Although discovered in 1912, a new means of chemical analysis has motivated a new examination of the now over-a-century-old fossil find. Just as the Rosetta Stone helped Egyptologists translate the written Egyptian language of hieroglyphics into modern languages, evolutionists believe that the chemical analysis of these fossils can help them decipher much about the biology of early life-forms, such as the evolution of plant root design.
The Fossil Find
The Rhynie fossil ecosystem was found near the Aberdeenshire village of Rhynie in Scotland. It consists of mineralized biological material encased by a hard rock composed of silica, called chert. Cherts are altered siliceous sinters heated into a cohesive mass without melting. The heat source was believed to be hot springs and geysers similar to those in Yellowstone National Park.
The researchers used infrared light, analyzed by Fourier transform infrared (FTIR) spectroscopy, to determine molecular structures within the cells, tissues, and organisms in the chert. Vibrational methods, such as FTIR microspectroscopy, are important tools used to investigate fossil organic matter.[3] They can discriminate between fungi, bacteria, and other life-forms by detecting differences in methyl, methylene, carbonyl, carboxyl, aromatic, and other moieties (molecular portions) in ancient, organic-fossilization products.

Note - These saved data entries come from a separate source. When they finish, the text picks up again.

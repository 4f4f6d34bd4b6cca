// crates/parksense-core/src/core/identifiers.rs
// ============================================================================
// Module: ParkSense Identifiers
// Description: Validated slot identifiers for the fixed parking lot layout.
// Purpose: Provide strongly typed, serializable IDs with stable string forms.
// Dependencies: serde, thiserror
// ============================================================================

//! ## Overview
//! Slot identifiers are the row letter followed by the slot number, for
//! example `B3`. Unlike free-form session strings, a [`SlotId`] can only be
//! constructed for a slot that exists in the lot layout, so every id that
//! reaches the grid or the release workflow is known to be valid.

// ============================================================================
// SECTION: Imports
// ============================================================================

use std::fmt;
use std::str::FromStr;

use serde::Deserialize;
use serde::Serialize;
use thiserror::Error;

// ============================================================================
// SECTION: Layout Constants
// ============================================================================

/// Row letters of the parking lot, in display order.
pub const SLOT_ROWS: [char; 4] = ['A', 'B', 'C', 'D'];

/// Number of slots in every row, numbered from 1.
pub const SLOTS_PER_ROW: u8 = 6;

/// Total number of slots in the lot.
pub const SLOT_COUNT: usize = SLOT_ROWS.len() * SLOTS_PER_ROW as usize;

// ============================================================================
// SECTION: Errors
// ============================================================================

/// Errors raised when a string is not a slot of the lot layout.
///
/// # Invariants
/// - Variants are stable for programmatic handling.
#[derive(Debug, Clone, PartialEq, Eq, Error)]
pub enum SlotIdError {
    /// Identifier is not a row letter followed by a single digit.
    #[error("slot id must be a row letter followed by a slot number: '{0}'")]
    Malformed(String),
    /// Row letter is not part of the layout.
    #[error("unknown slot row: {0}")]
    UnknownRow(char),
    /// Slot number is outside the row.
    #[error("slot number out of range: {0}")]
    NumberOutOfRange(u8),
}

// ============================================================================
// SECTION: Slot Identifier
// ============================================================================

/// Identifier of one parking slot (`A1` through `D6`).
///
/// # Invariants
/// - The row is one of [`SLOT_ROWS`] and the number is in `1..=SLOTS_PER_ROW`.
/// - The string form is exactly two characters, e.g. `C4`.
/// - Ordering is row-major layout order.
#[derive(Debug, Clone, PartialEq, Eq, PartialOrd, Ord, Hash, Serialize, Deserialize)]
#[serde(try_from = "String", into = "String")]
pub struct SlotId(String);

impl SlotId {
    /// Parses a slot identifier, rejecting anything outside the lot layout.
    ///
    /// # Errors
    ///
    /// Returns [`SlotIdError`] when the value is not a known slot.
    pub fn parse(value: &str) -> Result<Self, SlotIdError> {
        let mut chars = value.chars();
        let (Some(row), Some(digit), None) = (chars.next(), chars.next(), chars.next()) else {
            return Err(SlotIdError::Malformed(value.to_string()));
        };
        let number = digit
            .to_digit(10)
            .and_then(|number| u8::try_from(number).ok())
            .ok_or_else(|| SlotIdError::Malformed(value.to_string()))?;
        Self::from_parts(row, number)
    }

    /// Builds the identifier for a row letter and slot number.
    ///
    /// # Errors
    ///
    /// Returns [`SlotIdError`] when the row or number is outside the layout.
    pub fn from_parts(row: char, number: u8) -> Result<Self, SlotIdError> {
        if !SLOT_ROWS.contains(&row) {
            return Err(SlotIdError::UnknownRow(row));
        }
        if !(1 ..= SLOTS_PER_ROW).contains(&number) {
            return Err(SlotIdError::NumberOutOfRange(number));
        }
        Ok(Self(format!("{row}{number}")))
    }

    /// Returns the row letter.
    #[must_use]
    pub fn row(&self) -> char {
        self.0.chars().next().unwrap_or_default()
    }

    /// Returns the slot number within the row.
    #[must_use]
    pub fn number(&self) -> u8 {
        self.0.as_bytes().get(1).map_or(0, |digit| digit.saturating_sub(b'0'))
    }

    /// Returns the identifier as a string slice.
    #[must_use]
    pub fn as_str(&self) -> &str {
        &self.0
    }
}

impl fmt::Display for SlotId {
    fn fmt(&self, f: &mut fmt::Formatter<'_>) -> fmt::Result {
        self.0.fmt(f)
    }
}

impl FromStr for SlotId {
    type Err = SlotIdError;

    fn from_str(value: &str) -> Result<Self, Self::Err> {
        Self::parse(value)
    }
}

impl TryFrom<String> for SlotId {
    type Error = SlotIdError;

    fn try_from(value: String) -> Result<Self, Self::Error> {
        Self::parse(&value)
    }
}

impl TryFrom<&str> for SlotId {
    type Error = SlotIdError;

    fn try_from(value: &str) -> Result<Self, Self::Error> {
        Self::parse(value)
    }
}

impl From<SlotId> for String {
    fn from(value: SlotId) -> Self {
        value.0
    }
}

// ============================================================================
// SECTION: Tests
// ============================================================================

These compounds vary, depending on the organic source, thereby shedding light both on the original composition of the precursor biomolecules. The analysis also can determine the pathways of chemical alteration that occurred during, and after, fossilization.
The Experimental Procedure Used
A total of 49 individual fossils from the Rhynie chert assemblage were analyzed using attenuated total reflectance (ATR) FTIR microspectroscopy. Differences between prokaryotic (cyanobacteria) and eukaryotic tissue were identified based on the fossilization products of lipids, sugars, and proteins. These organisms, found in Devonian and Silurian System sediments, have both algal and fungal characteristics.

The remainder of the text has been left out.